My therapist made me keep a diary of what I was drinking and why I was drinking, it was quite an eye opener!
In my opinion self medicating with alcohol is a wild and uncontrolled thing which needs to be carefully watched.
I'm not against fun or alcohol but I do think it's bad when being used to hide something.
 
Many thanks to everyone who participated in this thread.

I very much resonated with BluesNYC's words: "Only now am I finding means to share the same space as my soul. I don't want to push that away."

MacPayne, your statement that self-medicating being a sign that more medication/therapy - SUPPORT - is needed was a neon sign for me: I simply need more support. I express my distress by upping my self medication. Thank you.

I'm grateful that there's a willingness to discuss this. I suspect that there are many more of us here that are still self-medicating, so I appreciate the courage it takes to 'come out of the closet' about this issue, particularly if one is still struggling with it.

Thanks again to everyone,
Dylan
 
Thank You For Posting This Thread

Good Morning Dylan,

I was diagnosed with PTSD in February of this year. My PTSD stems from the molestation of my children. I only found this forum recently and am thankful for it. I have been a member of a 12-step program and have not had a drink or a drug that has not been prescribed to me since April 15th, 1996. My doctors all know this, so the only medications I have been given for my PTSD are anti-depressants.

I met my eHarmony husband in 2007 and we married on the 2nd anniversary of the day we met in February of 2009. One of the things we both insisted upon was a partner that did not drink alcohol or do drugs. He had never participated in a 12-step program, but had not had a drink of alcohol since the death of his girlfriend when he was in his 20's. She had been drinking heavily and drove into a canal and drown.

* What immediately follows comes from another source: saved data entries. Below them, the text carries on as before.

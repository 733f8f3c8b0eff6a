use chrono::{DateTime, FixedOffset};
use serde::{Deserialize, Serialize};

/// A single logged exercise session
#[derive(Debug, Clone, PartialEq, Serialize, Deserialize)]
#[serde(rename_all = "camelCase")]
pub struct Workout {
    /// Corrected activity label, e.g. `Running` or `Cross Training`
    #[serde(rename = "workoutActivityType")]
    pub activity_type: String,

    /// Duration in minutes
    pub duration: f64,

    /// Distance in kilometres
    pub total_distance: f64,

    /// Energy in kilocalories
    pub total_energy_burned: f64,

    pub source_name: Option<String>,

    pub start_date: DateTime<FixedOffset>,

    pub end_date: Option<DateTime<FixedOffset>>,
}
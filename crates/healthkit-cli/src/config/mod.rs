mod settings;
mod window;

pub use settings::{AnalysisConfig, CONFIG_FILE_NAME};
pub use window::{parse_date_arg, DateWindow};

use crate::error::{HealthError, Result};
use std::path::{Path, PathBuf};

/// Default configuration directory name
const CONFIG_DIR_NAME: &str = "healthkit";

/// Get the configuration directory path
/// Returns ~/.config/healthkit on Unix, ~/Library/Application Support/healthkit on macOS
pub fn config_dir() -> Result<PathBuf> {
    dirs::config_dir()
        .map(|p| p.join(CONFIG_DIR_NAME))
        .ok_or_else(|| HealthError::config("Could not determine config directory"))
}

/// Get the default config file path
pub fn default_config_path() -> Result<PathBuf> {
    Ok(config_dir()?.join(CONFIG_FILE_NAME))
}

/// Ensure a directory exists, creating it if necessary
pub fn ensure_dir(path: &Path) -> Result<()> {
    if !path.exists() {
        std::fs::create_dir_all(path)?;
    }
    Ok(())
}

#[cfg(test)]
mod tests {
    use super::*;

    #[test]
    fn test_config_dir_exists() {
        let dir = config_dir();
        assert!(dir.is_ok());
        let path = dir.unwrap();
        assert!(path.ends_with("healthkit"));
    }

    #[test]
    fn test_default_config_path() {
        let path = default_config_path().unwrap();
        assert!(path.ends_with("healthkit/config.toml"));
    }

    #[test]
    fn test_ensure_dir_creates_nested() {
        let temp = tempfile::TempDir::new().unwrap();
        let nested = temp.path().join("a").join("b");
        ensure_dir(&nested).unwrap();
        assert!(nested.is_dir());
        // Second call is a no-op
        ensure_dir(&nested).unwrap();
    }
}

Since the birth of my children in 2002 and 2003, my attendance in the 12-step program meetings gradually lessened. With a more fulfilling life and motherly responsibilities, I found my dependence on the meetings lessening. I did not want my children to grow up in the "rooms of recovery". I had seen the effect that daily meetings had on other people's children and simply did not want that for my own. In my opinion, it is not a place for children...but there are many who would argue this with me.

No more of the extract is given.